- TASK DIRECTIONS:
Exact repetition is the task: copy every entry below.
----
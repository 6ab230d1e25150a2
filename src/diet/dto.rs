use serde::Serialize;

#[derive(Debug, Serialize)]
#[serde(rename_all = "camelCase")]
pub struct GeneratePlanResponse {
    pub diet_plan_html: String,
}
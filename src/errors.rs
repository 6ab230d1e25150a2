use axum::{
    http::StatusCode,
    response::{IntoResponse, Response},
    Json,
};
use serde::Serialize;
use thiserror::Error;

use crate::nutrition::dto::ProfileError;

/// Failures of a single plan request. Display strings are what the caller sees;
/// the wrapped cause of `ExternalService` is for logs only.
#[derive(Debug, Error)]
pub enum PlanError {
    #[error("Gemini API key not configured. Please add it to .env.local")]
    Configuration,
    #[error("Failed to generate diet plan from AI")]
    ExternalService(#[source] anyhow::Error),
}

#[derive(Debug, Error)]
pub enum ApiError {
    #[error(transparent)]
    Validation(#[from] ProfileError),
    #[error(transparent)]
    Plan(#[from] PlanError),
}

#[derive(Debug, Serialize)]
pub struct ErrorBody {
    pub error: String,
}

impl ApiError {
    pub fn status(&self) -> StatusCode {
        match self {
            ApiError::Validation(_) => StatusCode::BAD_REQUEST,
            ApiError::Plan(_) => StatusCode::INTERNAL_SERVER_ERROR,
        }
    }
}

impl IntoResponse for ApiError {
    fn into_response(self) -> Response {
        let body = ErrorBody {
            error: self.to_string(),
        };
        (self.status(), Json(body)).into_response()
    }
}

#[cfg(test)]
mod tests {
    use super::*;

    #[test]
    fn external_service_hides_cause() {
        let err = ApiError::from(PlanError::ExternalService(anyhow::anyhow!(
            "connection refused to 10.0.0.1"
        )));
        assert_eq!(err.status(), StatusCode::INTERNAL_SERVER_ERROR);
        assert_eq!(err.to_string(), "Failed to generate diet plan from AI");
    }

    #[test]
    fn validation_maps_to_bad_request() {
        let err = ApiError::from(ProfileError::OutOfRange("weight"));
        assert_eq!(err.status(), StatusCode::BAD_REQUEST);
        assert_eq!(err.to_string(), "weight must be a positive number");
    }

    #[test]
    fn configuration_is_server_fault() {
        let err = ApiError::from(PlanError::Configuration);
        assert_eq!(err.status(), StatusCode::INTERNAL_SERVER_ERROR);
        assert!(err.to_string().contains("not configured"));
    }
}
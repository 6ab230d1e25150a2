use std::net::SocketAddr;
use axum::{Router, routing::get};
use tower_http::{cors::CorsLayer, trace::TraceLayer};
use crate::state::AppState;
use crate::{diet, nutrition};

pub fn build_app(state: AppState) -> Router {
    Router::new()
        .nest("/api",
              Router::new()
                  .merge(diet::router())
                  .merge(nutrition::router())
                  .route("/health", get(|| async { "ok" }))
        )
        .with_state(state)
        .layer(CorsLayer::permissive())
        .layer(
            TraceLayer::new_for_http()
                .make_span_with(|req: &axum::http::Request<_>| {
                    let method = req.method().clone();
                    let uri = req.uri().clone();
                    tracing::info_span!("http_request", %method, uri = %uri, status = tracing::field::Empty)
                })
                .on_response(
                    |res: &axum::http::Response<_>,
                     latency: std::time::Duration,
                     span: &tracing::Span| {
                        let status = res.status();
                        span.record("status", tracing::field::display(status));
                        let latency_ms = latency.as_millis() as u64;
                        if status.is_server_error() {
                            tracing::error!(%status, latency_ms, "response");
                        } else {
                            tracing::info!(%status, latency_ms, "response");
                        }
                    },
                ),
        )
}

pub async fn serve(app: Router) -> anyhow::Result<()> {
    let addr: SocketAddr = format!(
        "{}:{}",
        std::env::var("APP_HOST").unwrap_or_else(|_| "0.0.0.0".into()),
        std::env::var("APP_PORT").unwrap_or_else(|_| "8080".into())
    )
        .parse()?;

    tracing::info!("listening on {}", addr);
    let listener = tokio::net::TcpListener::bind(addr).await?;
    axum::serve(listener, app).await?;
    Ok(())
}
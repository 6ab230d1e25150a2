pub mod dto;
pub mod handlers;
pub mod history;
pub mod prompt;
pub mod services;

use crate::state::AppState;
use axum::Router;

pub fn router() -> Router<AppState> {
    Router::new().merge(handlers::diet_routes())
}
----
- ANSWER TO THE PROBLEM:
repository 6ab230d1e25150a2
filename src/diet/dto.rs
use serde::Serialize;

#[derive(Debug, Serialize)]
#[serde(rename_all = "camelCase")]
pub struct GeneratePlanResponse {
    pub diet_plan_html: String,
}
filename src/errors.rs
repository 6ab230d1e25150a2
use axum::{
    http::StatusCode,
    response::{IntoResponse, Response},
    Json,
};
use serde::Serialize;
use thiserror::Error;

use crate::nutrition::dto::ProfileError;

/// Failures of a single plan request. Display strings are what the caller sees;
/// the wrapped cause of `ExternalService` is for logs only.
#[derive(Debug, Error)]
pub enum PlanError {
    #[error("Gemini API key not configured. Please add it to .env.local")]
    Configuration,
    #[error("Failed to generate diet plan from AI")]
    ExternalService(#[source] anyhow::Error),
}

#[derive(Debug, Error)]
pub enum ApiError {
    #[error(transparent)]
    Validation(#[from] ProfileError),
    #[error(transparent)]
    Plan(#[from] PlanError),
}

#[derive(Debug, Serialize)]
pub struct ErrorBody {
    pub error: String,
}

impl ApiError {
    pub fn status(&self) -> StatusCode {
        match self {
            ApiError::Validation(_) => StatusCode::BAD_REQUEST,
            ApiError::Plan(_) => StatusCode::INTERNAL_SERVER_ERROR,
        }
    }
}

impl IntoResponse for ApiError {
    fn into_response(self) -> Response {
        let body = ErrorBody {
            error: self.to_string(),
        };
        (self.status(), Json(body)).into_response()
    }
}

#[cfg(test)]
mod tests {
    use super::*;

    #[test]
    fn external_service_hides_cause() {
        let err = ApiError::from(PlanError::ExternalService(anyhow::anyhow!(
            "connection refused to 10.0.0.1"
        )));
        assert_eq!(err.status(), StatusCode::INTERNAL_SERVER_ERROR);
        assert_eq!(err.to_string(), "Failed to generate diet plan from AI");
    }

    #[test]
    fn validation_maps_to_bad_request() {
        let err = ApiError::from(ProfileError::OutOfRange("weight"));
        assert_eq!(err.status(), StatusCode::BAD_REQUEST);
        assert_eq!(err.to_string(), "weight must be a positive number");
    }

    #[test]
    fn configuration_is_server_fault() {
        let err = ApiError::from(PlanError::Configuration);
        assert_eq!(err.status(), StatusCode::INTERNAL_SERVER_ERROR);
        assert!(err.to_string().contains("not configured"));
    }
}
repository 6ab230d1e25150a2
use std::net::SocketAddr;
use axum::{Router, routing::get};
use tower_http::{cors::CorsLayer, trace::TraceLayer};
use crate::state::AppState;
use crate::{diet, nutrition};

pub fn build_app(state: AppState) -> Router {
    Router::new()
        .nest("/api",
              Router::new()
                  .merge(diet::router())
                  .merge(nutrition::router())
                  .route("/health", get(|| async { "ok" }))
        )
        .with_state(state)
        .layer(CorsLayer::permissive())
        .layer(
            TraceLayer::new_for_http()
                .make_span_with(|req: &axum::http::Request<_>| {
                    let method = req.method().clone();
                    let uri = req.uri().clone();
                    tracing::info_span!("http_request", %method, uri = %uri, status = tracing::field::Empty)
                })
                .on_response(
                    |res: &axum::http::Response<_>,
                     latency: std::time::Duration,
                     span: &tracing::Span| {
                        let status = res.status();
                        span.record("status", tracing::field::display(status));
                        let latency_ms = latency.as_millis() as u64;
                        if status.is_server_error() {
                            tracing::error!(%status, latency_ms, "response");
                        } else {
                            tracing::info!(%status, latency_ms, "response");
                        }
                    },
                ),
        )
}

pub async fn serve(app: Router) -> anyhow::Result<()> {
    let addr: SocketAddr = format!(
        "{}:{}",
        std::env::var("APP_HOST").unwrap_or_else(|_| "0.0.0.0".into()),
        std::env::var("APP_PORT").unwrap_or_else(|_| "8080".into())
    )
        .parse()?;

    tracing::info!("listening on {}", addr);
    let listener = tokio::net::TcpListener::bind(addr).await?;
    axum::serve(listener, app).await?;
    Ok(())
}
repository 6ab230d1e25150a2
pub mod dto;
pub mod handlers;
pub mod history;
pub mod prompt;
pub mod services;

use crate::state::AppState;
use axum::Router;

pub fn router() -> Router<AppState> {
    Router::new().merge(handlers::diet_routes())
}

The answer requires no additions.